Windows Upon Planning History delves into a wide range of perspectives on urbanism from Europe, Australia and the USA to investigate the effects of changing perceptions and different ways of seeing cities and urban regions. Fischer, Altrock and a team of 13 distinguished authors examine how and why the ideologies and the processes of city making changed in modern and post-modern times.
Illustrated with over 45 images, the themes addressed in the book range from the changing outlook on Berlin’s historic apartment districts and their demolition, salvation and gentrification to how planning was deployed to support dictatorship; from the shattering of myths like democracies totally departing from preceding dictatorships to the model of the post-war modern city and its fate towards the end of the twentieth century.
The volume combines case studies of cities on three continents with reflections on the historiography and the state of planning history.
With a foreword by Stephen V. Ward, this book will appeal to a wide readership interested in the histories of planning, architecture and cities.
Table of Contents
Part 1: Introduction
1 Karl Friedhelm Fischer, Uwe Altrock: Windows Upon Planning History: General Introduction
Part 2: Planning history and the windows metaphor: legacies and current challenges
2 Jeff Malpas: Windows Through a Window: A Philosophical View
3 Michael Hebbert: The Janus Principle
4 Giorgio Piccinato: How Many Histories
Notes on the Tradition of Urban History and the Reasons that Force Us to Change
5 Max Welch-Guerra: Changing Windows in European Planning History in the Twentieth Century
6 Karl Friedhelm Fischer: Examining Long-range Trajectories in Planning History: Windows of Research in Germany
Part 3: Eye-Openers and Long-Range Perspectives – Case Studies
7 Karl Friedhelm Fischer, Peter Larkham: Coventry: a Model of Modernist Reconstruction
8 Karl Friedhelm Fischer: Kassel: Ruptures and Recoveries
9 Jeffry Diefendorf: Transportation Planning in Boston: A Paradigm of Progress, Opposition, and Reversals
10 Celina Kress, Berlin: Identities of the Urban Region: ‘Copernican Turnarounds’?
11 Harald Kegler: Behind the Curtains: The ‘Zero Hour’ Myth After the Fall of the Wall
Part 4: Presentations and Paradigms
12 Robert Freestone: The Window of Planning Exhibitions in an International Perspective
13 Harald Bodenschatz: Urbanism and Dictatorship: Overcoming Tunnel Vision
Three Exhibitions in Salazar's Lisbon: 1940, 1941 and 1952
14 James Weirick: Heritage, Community Activism and Urban Development:
a Window on the Personification of Planning History
15 Susanne Hauser: Signs and Signification in Planning Processes (1975-1995)
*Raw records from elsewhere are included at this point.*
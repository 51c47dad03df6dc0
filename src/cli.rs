//! Command line entry point. Mirrors the HTTP payload surface: a task name
//! plus overrides for the per-performance identifiers.

use anyhow::{bail, Context, Result};
use clap::Parser;
use tracing::info;

use crate::fetch::QueryParams;
use crate::reconcile::ReconcileOptions;
use crate::tasks::{params_from_env, Pipeline, PerformanceSelector};
use crate::util::env::env_req;

#[derive(Debug, Parser)]
#[command(name = "roh", about = "Royal Opera House ticketing pipeline")]
pub struct Cli {
    /// Task to run: "seats" or "events".
    pub task_name: String,

    /// Target the soonest upcoming Main Stage performance.
    #[arg(long)]
    pub soonest: bool,

    /// Performance id, or "soonest" / "soonest_N".
    #[arg(short = 'p', long = "pid")]
    pub performance_id: Option<String>,

    /// Mode of sale id override.
    #[arg(short = 'm', long = "mosid")]
    pub mode_of_sale_id: Option<i64>,

    /// Reserved hook; runs the task normally when no hook is configured.
    #[arg(long)]
    pub secret_function: bool,

    /// Skip printing result tables.
    #[arg(long)]
    pub no_plot: bool,

    /// Refresh the events table without persisting anything: no new rows,
    /// no discovery, no cast bookkeeping.
    #[arg(long)]
    pub dont_save: bool,
}

impl Cli {
    fn selector(&self) -> Result<PerformanceSelector> {
        if self.soonest {
            return Ok(PerformanceSelector::Soonest(0));
        }
        match &self.performance_id {
            Some(raw) => raw.parse(),
            None => env_req("PERFORMANCE_ID")?.parse(),
        }
    }
}

pub async fn run(cli: Cli) -> Result<()> {
    if cli.secret_function {
        info!("no secret hook is built in; running the task normally");
    }
    let pipeline = Pipeline::from_env()?;
    match cli.task_name.as_str() {
        "seats" => {
            let has_overrides =
                cli.soonest || cli.performance_id.is_some() || cli.mode_of_sale_id.is_some();
            let params = if has_overrides {
                let performance_id = pipeline.resolve_performance_id(cli.selector()?).await?;
                QueryParams {
                    performance_id,
                    mode_of_sale_id: match cli.mode_of_sale_id {
                        Some(id) => id,
                        None => env_req("MODE_OF_SALE_ID")?
                            .parse()
                            .context("MODE_OF_SALE_ID")?,
                    },
                    constituent_id: env_req("CONSTITUENT_ID")?
                        .parse()
                        .context("CONSTITUENT_ID")?,
                    source_id: env_req("SOURCE_ID")?.parse().context("SOURCE_ID")?,
                }
            } else {
                params_from_env(&pipeline).await?
            };
            let performance_id = params.performance_id;
            let bundle = pipeline
                .seats_task(&params, &ReconcileOptions::default())
                .await?;
            if !cli.no_plot {
                let available = bundle.seats.iter().filter(|s| s.seat_available).count();
                println!(
                    "performance {performance_id}: {available} of {} seats available",
                    bundle.seats.len()
                );
            }
        }
        "events" => {
            let outcome = pipeline.events_task(!cli.dont_save).await?;
            if !cli.no_plot {
                println!("today and tomorrow:");
                for event in &outcome.today_tomorrow {
                    println!("  {} {}  {}", event.date, event.time, event.title);
                }
                println!("next seven days:");
                for event in &outcome.next_week {
                    println!("  {} {}  {}", event.date, event.time, event.title);
                }
                println!(
                    "saved {} new events, discovered {} performances",
                    outcome.saved_events, outcome.discovered_performances
                );
            }
        }
        other => bail!("task {other:?} not found"),
    }
    Ok(())
}
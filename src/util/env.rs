//! Environment helpers: centralized dotenv loading and ergonomic getters.
//! Call `init_env()` once early in each binary (or rely on lazy Once).
use std::str::FromStr;
use std::sync::Once;
use tracing::info;

static INIT: Once = Once::new();

/// Load .env exactly once. Safe to call many times.
pub fn init_env() {
    INIT.call_once(|| {
        let _ = dotenv::dotenv();
    });
}

/// Get required env var; error if missing.
pub fn env_req(key: &str) -> anyhow::Result<String> {
    init_env();
    std::env::var(key).map_err(|_| anyhow::anyhow!("missing env var {key}"))
}

/// Get optional env var (None if unset or empty).
pub fn env_opt(key: &str) -> Option<String> {
    init_env();
    match std::env::var(key) {
        Ok(v) if !v.trim().is_empty() => Some(v),
        _ => None,
    }
}

/// Get parsed value with default fallback.
pub fn env_parse<T>(key: &str, default: T) -> T
where
    T: FromStr + Clone,
{
    init_env();
    match std::env::var(key) {
        Ok(raw) => raw.parse::<T>().unwrap_or(default),
        Err(_) => default,
    }
}

/// Boolean flag; accepts 1/true/on/yes (case-insensitive) as true.
pub fn env_flag(key: &str, default: bool) -> bool {
    init_env();
    match std::env::var(key) {
        Ok(raw) => {
            let v = raw.trim().to_ascii_lowercase();
            matches!(v.as_str(), "1" | "true" | "on" | "yes")
        }
        Err(_) => default,
    }
}

fn redact_value(key: &str, val: &str) -> String {
    let k = key.to_ascii_uppercase();
    if k.contains("PASSWORD") || k.contains("SECRET") || k.contains("KEY") || k.contains("TOKEN") {
        return "***".to_string();
    }
    val.trim().to_string()
}

/// Validate required keys and log a consolidated, redacted snapshot of
/// configuration. Returns error if any required key is missing.
pub fn preflight_check(title: &str, required: &[&str], also_log: &[&str]) -> anyhow::Result<()> {
    init_env();
    let mut missing: Vec<&str> = Vec::new();
    for &k in required {
        if env_opt(k).is_none() {
            missing.push(k);
        }
    }
    let mut snapshot: Vec<(String, String)> = Vec::new();
    for &k in also_log {
        let v = env_opt(k).unwrap_or_default();
        snapshot.push((k.to_string(), redact_value(k, &v)));
    }
    info!(target = "preflight", title, snapshot = ?snapshot, "configuration snapshot");
    if !missing.is_empty() {
        return Err(anyhow::anyhow!(format!(
            "missing required env: {:?}",
            missing
        )));
    }
    Ok(())
}

/// Required keys for any task that touches the ticketing API.
pub const REQUIRED_TASK_ENV: &[&str] = &[
    "PERFORMANCE_ID",
    "MODE_OF_SALE_ID",
    "CONSTITUENT_ID",
    "SOURCE_ID",
];

#[cfg(test)]
mod tests {
    use super::*;

    #[test]
    fn flags_parse_common_spellings() {
        std::env::set_var("ROH_TEST_FLAG", "On");
        assert!(env_flag("ROH_TEST_FLAG", false));
        std::env::set_var("ROH_TEST_FLAG", "0");
        assert!(!env_flag("ROH_TEST_FLAG", true));
        std::env::remove_var("ROH_TEST_FLAG");
        assert!(env_flag("ROH_TEST_FLAG", true));
    }

    #[test]
    fn secretish_keys_are_redacted() {
        assert_eq!(redact_value("API_SECRET", "hunter2"), "***");
        assert_eq!(redact_value("PERFORMANCE_ID", " 12345 "), "12345");
    }
}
16 Glen Searle: The Regeneration of Darling Harbour, Sydney, Through Three Planning Windows
Part 5: Conclusions
17 Uwe Altrock, Karl Friedhelm Fischer: Perspectives of Planning History: Where Do We Stand Today? And Where Do We Want to Go?
Karl Friedhelm Fischer studied urban design and worked at the universities of Aachen, Berkeley and Canberra. He also has a degree in English/American Literature (Aachen). At the HafenCity University, Hamburg, he was Professor of History and Culture of the Metropolis, and at the University of Kassel, he taught planning history and urban regeneration. In 2013, he moved from the University of Kassel to take up a position as acting director of the MUDD program (Master of Urban Development and Design) at the University of New South Wales, Sydney, where he is a now a visiting professor. Professional affiliations include Progress in Planning (editorial board), AESOP (Council of Representatives while in Europe) and German Werkbund. Following the publication of his PhD thesis, Canberra – Myths & Models, the majority of his publications have been in the field of planning history.
Uwe Altrock, urban planner, is Professor for Urban Regeneration and Planning at the University of Kassel, Germany. He is co-editor of the German Yearbook of Urban Regeneration, of Spatial Planning and Urban Development in the new EU Member States (Ashgate 2006) and of Maturing Megacities: The Pearl River Delta in Progressive Transformation (Springer 2014). His fields of interest and research are urban governance, megacities, urban regeneration and planning, planning theory and planning history.